__Dataset entries__

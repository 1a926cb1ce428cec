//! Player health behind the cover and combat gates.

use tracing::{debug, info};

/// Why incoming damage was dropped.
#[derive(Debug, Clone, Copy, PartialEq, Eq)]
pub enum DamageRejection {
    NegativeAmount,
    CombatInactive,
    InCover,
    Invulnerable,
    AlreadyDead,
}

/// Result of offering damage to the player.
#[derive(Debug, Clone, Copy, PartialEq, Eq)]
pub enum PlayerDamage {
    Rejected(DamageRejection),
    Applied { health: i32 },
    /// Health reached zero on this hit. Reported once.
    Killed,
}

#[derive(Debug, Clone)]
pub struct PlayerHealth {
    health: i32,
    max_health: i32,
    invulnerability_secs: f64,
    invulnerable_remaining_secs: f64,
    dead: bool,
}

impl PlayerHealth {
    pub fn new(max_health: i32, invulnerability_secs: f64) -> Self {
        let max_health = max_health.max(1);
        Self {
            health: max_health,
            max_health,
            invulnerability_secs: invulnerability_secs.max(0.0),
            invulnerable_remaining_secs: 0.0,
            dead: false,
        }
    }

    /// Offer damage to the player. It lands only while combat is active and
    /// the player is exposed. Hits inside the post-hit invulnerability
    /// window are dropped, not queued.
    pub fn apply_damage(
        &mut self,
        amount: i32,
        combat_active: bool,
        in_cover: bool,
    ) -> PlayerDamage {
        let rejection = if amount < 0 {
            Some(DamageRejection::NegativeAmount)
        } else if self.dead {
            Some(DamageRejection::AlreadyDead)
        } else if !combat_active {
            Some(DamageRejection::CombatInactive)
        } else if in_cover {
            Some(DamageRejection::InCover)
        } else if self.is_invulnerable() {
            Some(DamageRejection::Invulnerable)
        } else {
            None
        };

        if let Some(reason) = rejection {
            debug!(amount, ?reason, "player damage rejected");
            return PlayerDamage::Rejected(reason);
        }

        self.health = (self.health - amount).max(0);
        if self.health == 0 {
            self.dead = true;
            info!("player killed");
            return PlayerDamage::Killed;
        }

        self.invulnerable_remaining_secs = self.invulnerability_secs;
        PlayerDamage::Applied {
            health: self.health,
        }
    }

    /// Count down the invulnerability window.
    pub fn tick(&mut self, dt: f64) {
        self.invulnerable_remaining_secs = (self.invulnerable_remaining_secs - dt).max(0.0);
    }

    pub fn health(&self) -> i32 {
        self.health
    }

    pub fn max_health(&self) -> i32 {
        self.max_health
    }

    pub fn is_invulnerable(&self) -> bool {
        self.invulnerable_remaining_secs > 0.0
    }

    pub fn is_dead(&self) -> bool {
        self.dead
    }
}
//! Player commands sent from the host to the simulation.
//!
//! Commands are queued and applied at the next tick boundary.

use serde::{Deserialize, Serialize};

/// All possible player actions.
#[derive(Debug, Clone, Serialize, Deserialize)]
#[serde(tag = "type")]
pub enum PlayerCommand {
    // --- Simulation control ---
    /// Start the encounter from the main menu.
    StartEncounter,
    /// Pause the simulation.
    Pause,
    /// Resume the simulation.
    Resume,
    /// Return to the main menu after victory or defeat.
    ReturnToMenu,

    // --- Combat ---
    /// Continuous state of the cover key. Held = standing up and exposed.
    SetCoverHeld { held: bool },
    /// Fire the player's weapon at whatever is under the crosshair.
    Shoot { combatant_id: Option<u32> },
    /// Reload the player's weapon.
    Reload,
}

__Exercise__
Your answer should be all lines from the data that contain "dropped".

__Answer area__
/// Why incoming damage was dropped.
    /// window are dropped, not queued.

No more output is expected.